:: Task material ::

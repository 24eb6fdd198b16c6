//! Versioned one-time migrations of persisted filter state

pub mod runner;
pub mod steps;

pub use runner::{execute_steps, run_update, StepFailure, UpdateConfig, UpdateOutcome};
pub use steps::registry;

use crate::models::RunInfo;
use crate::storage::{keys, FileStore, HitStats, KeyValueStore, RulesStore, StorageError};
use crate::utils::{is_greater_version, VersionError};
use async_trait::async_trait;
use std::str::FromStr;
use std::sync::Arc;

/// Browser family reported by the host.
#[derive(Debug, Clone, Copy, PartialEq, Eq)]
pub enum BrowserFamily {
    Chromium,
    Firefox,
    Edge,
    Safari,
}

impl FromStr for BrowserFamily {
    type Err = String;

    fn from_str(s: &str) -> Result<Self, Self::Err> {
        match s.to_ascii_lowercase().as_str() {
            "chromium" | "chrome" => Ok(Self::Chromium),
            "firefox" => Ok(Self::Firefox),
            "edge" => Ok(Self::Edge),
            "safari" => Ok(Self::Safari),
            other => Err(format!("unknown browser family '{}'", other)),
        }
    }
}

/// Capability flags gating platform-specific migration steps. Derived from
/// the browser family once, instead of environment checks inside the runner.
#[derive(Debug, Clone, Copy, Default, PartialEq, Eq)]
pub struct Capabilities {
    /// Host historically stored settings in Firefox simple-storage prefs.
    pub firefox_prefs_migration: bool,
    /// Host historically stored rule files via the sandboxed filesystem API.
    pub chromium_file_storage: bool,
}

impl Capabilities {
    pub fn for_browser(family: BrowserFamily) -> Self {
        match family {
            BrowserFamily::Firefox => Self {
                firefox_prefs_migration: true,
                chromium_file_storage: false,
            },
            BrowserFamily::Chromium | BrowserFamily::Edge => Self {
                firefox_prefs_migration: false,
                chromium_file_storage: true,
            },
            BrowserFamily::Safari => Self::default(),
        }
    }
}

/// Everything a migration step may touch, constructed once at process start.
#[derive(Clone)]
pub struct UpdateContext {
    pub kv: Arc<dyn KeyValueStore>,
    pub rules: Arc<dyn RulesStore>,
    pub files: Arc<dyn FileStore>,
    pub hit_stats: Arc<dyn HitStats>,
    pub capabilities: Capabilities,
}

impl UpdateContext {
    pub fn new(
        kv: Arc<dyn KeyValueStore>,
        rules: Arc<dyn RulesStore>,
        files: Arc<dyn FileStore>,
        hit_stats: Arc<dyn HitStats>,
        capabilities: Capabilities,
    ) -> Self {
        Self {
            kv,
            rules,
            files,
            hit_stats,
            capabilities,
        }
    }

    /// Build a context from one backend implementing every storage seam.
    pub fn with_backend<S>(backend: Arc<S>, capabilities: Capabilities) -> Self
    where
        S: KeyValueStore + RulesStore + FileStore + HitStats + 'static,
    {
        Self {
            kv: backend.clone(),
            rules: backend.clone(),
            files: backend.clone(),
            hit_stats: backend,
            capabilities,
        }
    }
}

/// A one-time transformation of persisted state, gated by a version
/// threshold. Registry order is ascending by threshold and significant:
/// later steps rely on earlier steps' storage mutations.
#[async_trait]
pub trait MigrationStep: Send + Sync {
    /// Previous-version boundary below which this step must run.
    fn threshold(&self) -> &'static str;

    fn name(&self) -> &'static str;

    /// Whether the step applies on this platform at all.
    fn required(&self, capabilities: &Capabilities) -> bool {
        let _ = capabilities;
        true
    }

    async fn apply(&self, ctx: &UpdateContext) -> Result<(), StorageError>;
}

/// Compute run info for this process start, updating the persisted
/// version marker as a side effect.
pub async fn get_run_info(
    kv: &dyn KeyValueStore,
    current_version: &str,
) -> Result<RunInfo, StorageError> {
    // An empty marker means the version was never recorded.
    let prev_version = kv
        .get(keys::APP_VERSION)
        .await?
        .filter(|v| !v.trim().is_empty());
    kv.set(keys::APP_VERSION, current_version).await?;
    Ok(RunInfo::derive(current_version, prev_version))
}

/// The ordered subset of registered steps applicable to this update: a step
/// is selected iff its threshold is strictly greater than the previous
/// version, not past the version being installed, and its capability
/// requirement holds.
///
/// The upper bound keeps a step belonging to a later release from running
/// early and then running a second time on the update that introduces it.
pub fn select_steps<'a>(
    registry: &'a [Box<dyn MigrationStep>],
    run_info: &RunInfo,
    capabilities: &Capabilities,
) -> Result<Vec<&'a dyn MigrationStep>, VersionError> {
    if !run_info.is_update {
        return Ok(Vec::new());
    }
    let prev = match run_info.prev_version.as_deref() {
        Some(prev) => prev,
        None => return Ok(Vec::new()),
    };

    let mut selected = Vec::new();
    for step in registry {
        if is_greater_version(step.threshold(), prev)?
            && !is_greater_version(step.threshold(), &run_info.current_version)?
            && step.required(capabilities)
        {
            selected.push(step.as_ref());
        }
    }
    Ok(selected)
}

:::

» Work instructions: Give back, word for word, the lines of the records that run from the one holding "return Ok(Vec::new());" to the very last.

» Reply to the exercise:
        return Ok(Vec::new());
    }
    let prev = match run_info.prev_version.as_deref() {
        Some(prev) => prev,
        None => return Ok(Vec::new()),
    };

    let mut selected = Vec::new();
    for step in registry {
        if is_greater_version(step.threshold(), prev)?
            && !is_greater_version(step.threshold(), &run_info.current_version)?
            && step.required(capabilities)
        {
            selected.push(step.as_ref());
        }
    }
    Ok(selected)
}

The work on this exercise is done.